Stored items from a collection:
····················

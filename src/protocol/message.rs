//! Inbound message and notification payload types.
//!
//! A [`Message`] is what subscription handlers receive. The personal
//! notifications destination additionally decodes its payload into a
//! [`Notification`].

// ============================================================================
// Imports
// ============================================================================

use rustc_hash::FxHashMap;
use serde::Deserialize;
use serde::de::DeserializeOwned;

use crate::error::{Error, Result};

use super::frame::{Frame, FrameCommand};

// ============================================================================
// Message
// ============================================================================

/// A message pushed by the broker on a subscribed destination.
#[derive(Debug, Clone, PartialEq, Eq)]
pub struct Message {
    /// Destination the message was published to.
    pub destination: String,
    /// Raw payload.
    pub payload: Vec<u8>,
    /// All frame headers.
    pub headers: FxHashMap<String, String>,
}

impl Message {
    /// Builds a message from a MESSAGE frame.
    ///
    /// # Errors
    ///
    /// Returns [`Error::Protocol`] if the frame is not a MESSAGE or has no
    /// `destination` header.
    pub fn from_frame(frame: Frame) -> Result<Self> {
        if frame.command != FrameCommand::Message {
            return Err(Error::protocol(format!(
                "Expected MESSAGE frame, got {}",
                frame.command
            )));
        }

        let destination = frame
            .header("destination")
            .ok_or_else(|| Error::protocol("MESSAGE frame without destination header"))?
            .to_string();

        let mut headers = FxHashMap::default();
        for (name, value) in frame.headers {
            headers.entry(name).or_insert(value);
        }

        Ok(Self {
            destination,
            payload: frame.body,
            headers,
        })
    }

    /// Returns a header value.
    #[inline]
    #[must_use]
    pub fn header(&self, name: &str) -> Option<&str> {
        self.headers.get(name).map(String::as_str)
    }

    /// Returns the wire subscription id the broker delivered this on.
    #[inline]
    #[must_use]
    pub fn subscription(&self) -> Option<&str> {
        self.header("subscription")
    }

    /// Returns the payload as UTF-8 text.
    ///
    /// # Errors
    ///
    /// Returns [`Error::Payload`] if the payload is not valid UTF-8.
    pub fn text(&self) -> Result<&str> {
        std::str::from_utf8(&self.payload)
            .map_err(|e| Error::payload(&self.destination, e.to_string()))
    }

    /// Deserializes the JSON payload.
    ///
    /// # Errors
    ///
    /// Returns [`Error::Payload`] if the payload is not the expected JSON.
    pub fn json<T: DeserializeOwned>(&self) -> Result<T> {
        serde_json::from_slice(&self.payload)
            .map_err(|e| Error::payload(&self.destination, e.to_string()))
    }
}

// ============================================================================
// Notification
// ============================================================================

/// A personal notification record.
///
/// # Format
///
/// ```json
/// {
///   "id": "42",
///   "type": "TASK_ASSIGNED",
///   "title": "New assignment",
///   "message": "You were assigned to \"Fix login\"",
///   "taskId": "7",
///   "projectId": "3",
///   "createdAt": "2026-10-18T09:00:00Z"
/// }
/// ```
#[derive(Debug, Clone, PartialEq, Eq, Deserialize)]
#[serde(rename_all = "camelCase")]
pub struct Notification {
    /// Server-side notification id.
    #[serde(default, deserialize_with = "string_or_number")]
    pub id: Option<String>,

    /// Notification kind (e.g. `TASK_ASSIGNED`).
    #[serde(rename = "type", default)]
    pub kind: Option<String>,

    /// Optional short title.
    #[serde(default)]
    pub title: Option<String>,

    /// Human-readable text.
    pub message: String,

    /// Related task, if any.
    #[serde(default, deserialize_with = "string_or_number")]
    pub task_id: Option<String>,

    /// Related project, if any.
    #[serde(default, deserialize_with = "string_or_number")]
    pub project_id: Option<String>,

    /// Creation timestamp as sent by the server.
    #[serde(default)]
    pub created_at: Option<String>,
}

impl Notification {
    /// Decodes a notification from a message payload.
    ///
    /// # Errors
    ///
    /// Returns [`Error::Payload`] if the payload is not a notification
    /// object or its message is blank.
    pub fn from_message(message: &Message) -> Result<Self> {
        let notification: Self = message.json()?;
        if notification.message.trim().is_empty() {
            return Err(Error::payload(
                &message.destination,
                "notification message is empty",
            ));
        }
        Ok(notification)
    }

    /// Returns the text shown to the user.
    #[must_use]
    pub fn summary(&self) -> String {
        match self.title.as_deref().map(str::trim) {
            Some(title) if !title.is_empty() => format!("{title}: {}", self.message.trim()),
            _ => self.message.trim().to_string(),
        }
    }
}

/// Accepts ids sent either as JSON strings or numbers.
fn string_or_number<'de, D>(deserializer: D) -> std::result::Result<Option<String>, D::Error>
where
    D: serde::Deserializer<'de>,
{
    #[derive(Deserialize)]
    #[serde(untagged)]
    enum Raw {
        Text(String),
        Number(serde_json::Number),
    }

    Ok(Option::<Raw>::deserialize(deserializer)?.map(|raw| match raw {
        Raw::Text(s) => s,
        Raw::Number(n) => n.to_string(),
    }))
}

// ============================================================================
// Tests
// ============================================================================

····················

All lines above from the line with "for (name, value)" through the line with "delivered this on.", both included, are to be set down exactly, with nothing else.

        for (name, value) in frame.headers {
            headers.entry(name).or_insert(value);
        }

        Ok(Self {
            destination,
            payload: frame.body,
            headers,
        })
    }

    /// Returns a header value.
    #[inline]
    #[must_use]
    pub fn header(&self, name: &str) -> Option<&str> {
        self.headers.get(name).map(String::as_str)
    }

    /// Returns the wire subscription id the broker delivered this on.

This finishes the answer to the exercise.